El primer prototipo no se espera hasta dentro de un año, por lo que todo parece apuntar que habrá que esperar hasta la temporada 2017/18 para ver estos robots de competición. Para aquel entonces, habrá que ver qué marcas están interesadas en ello. Con Citroën, Tesla, Volvo o Mercedes ya entre los primeros interesados en los coches autónomos, no será de extrañar que los fabricantes quieran exhibir a todo el mundo sus progresos por medio de las carreras.
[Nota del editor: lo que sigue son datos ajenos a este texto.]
use std::fs;
use std::path::{Path, PathBuf};
use thiserror::Error;

use crate::config::types::Config;

/// Errors that can occur when loading configuration.
#[derive(Debug, Error)]
pub enum ConfigError {
    #[error("Failed to read config file '{path}': {source}")]
    ReadError {
        path: PathBuf,
        #[source]
        source: std::io::Error,
    },

    #[error("Failed to parse config file '{path}': {source}")]
    ParseError {
        path: PathBuf,
        #[source]
        source: toml::de::Error,
    },

    #[error("Config validation failed: {message}")]
    ValidationError { message: String },
}

impl Config {
    /// Returns the path to the configuration file.
    ///
    /// Uses `~/.config/folio/config.toml` on Unix/macOS, or the platform
    /// equivalent via `dirs::config_dir()`. Falls back to the current
    /// directory if config_dir is unavailable.
    pub fn config_path() -> PathBuf {
        let config_dir = dirs::config_dir().unwrap_or_else(|| PathBuf::from("."));
        config_dir.join("folio").join("config.toml")
    }

    /// Loads configuration from the default config file.
    ///
    /// A missing file yields `Config::default()`.
    pub fn load() -> Result<Self, ConfigError> {
        let path = Self::config_path();
        if !path.exists() {
            return Ok(Config::default());
        }
        Self::load_from(&path)
    }

    /// Reads, parses and validates the config file at `path`.
    pub fn load_from(path: &Path) -> Result<Self, ConfigError> {
        let content = fs::read_to_string(path).map_err(|e| ConfigError::ReadError {
            path: path.to_path_buf(),
            source: e,
        })?;

        let config: Config = toml::from_str(&content).map_err(|e| ConfigError::ParseError {
            path: path.to_path_buf(),
            source: e,
        })?;

        config.validate()?;
        Ok(config)
    }

    /// Validates the configuration.
    ///
    /// Checks:
    /// - The counter has at least one step and a non-zero interval
    /// - The typing interval is non-zero
    /// - The theme storage key is not empty
    pub fn validate(&self) -> Result<(), ConfigError> {
        if self.counter.steps == 0 {
            return Err(ConfigError::ValidationError {
                message: "counter.steps must be at least 1".to_string(),
            });
        }

        if self.counter.interval_ms == 0 {
            return Err(ConfigError::ValidationError {
                message: "counter.interval_ms must be greater than 0".to_string(),
            });
        }

        if self.typing.char_interval_ms == 0 {
            return Err(ConfigError::ValidationError {
                message: "typing.char_interval_ms must be greater than 0".to_string(),
            });
        }

        if self.theme.storage_key.trim().is_empty() {
            return Err(ConfigError::ValidationError {
                message: "theme.storage_key must not be empty".to_string(),
            });
        }

        Ok(())
    }
}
Alejandro Agag ha dado con la tecla, la de crear un campeonato con un reglamento y una tecnología a medida de los intereses de las firmas y no al contrario.

Lee a continuación: Persiguiendo la Fórmula 1: ¿Cómo están las alineaciones en el mundo de soporte?

  • Turbodelta

    Mal que me pese porque no me hacen ninguna gracia estos inventos que intentan encarcelar la libertad de futuro, hay que reconocer que Agag y compañia han estado listos, con una sociedad cada vez mas alienada y mas papagalla es fundamental hacer de altavoz de las marcas, que al fin y al cabo son quien se gasta un dineral en community managers, departamentos de comunicación etc etc. Luego inundamos Twiter y algunas webs con comentarios laudatorios, pones a sueldo(aunque sea a suedo de cocido) a un par de los ahora llamados lideres de opinion y ala, a recoger fanboys enloquecidos. Lo que no entiendo escomo se puede ser fanboy de una marca que se anuncia con una vieja haciendo surf, como por ejemplo volvo, pero ese es otro tema.

  • Jacobo87

    Estoy de acuerdo pero solo en parte. La Formula E puede estar atrayendo a las marcas ahora, ya que la tecnología híbrida es lo que los fabricantes quieren vender, y están en un punto en el que los chasis aún son todos iguales y se acaba de abrir la mano en materia de desarrollo de motores. Conclusión: parece hi-Tec, moderno y verde y además es muy barato; poco que perder y mucho que ganar. Pronto; se verán en la tesitura de que como siempre pasa cuando hay libertad reglamentaria; los costes ascenderán, y como no podrán ganar todas las marcas presentes; muchos abandonarán por la puerta trasera al no ser rentable gastar grandes sumas para perder cada 2 semanas (lo mismito que en cualquier otro campeonato, vamos...) Así que o mantienen el esquema inicial de hacer una monomarca de pilotos caducos (en su mayoría) y que cada quién pinte sus coches con sus propios logos a precio de saldo; o hacer un campeonato de verdad y enfrentarse a los problemas de los mayores; porque de momento, solo tienen una competición atrayente para las marcas que no tienen el dinero o la tecnología para apostar por el WEC o la F1.

  • Matías

    Ya sabemos que aliarse con las marcas en competición es en arma de doble filo.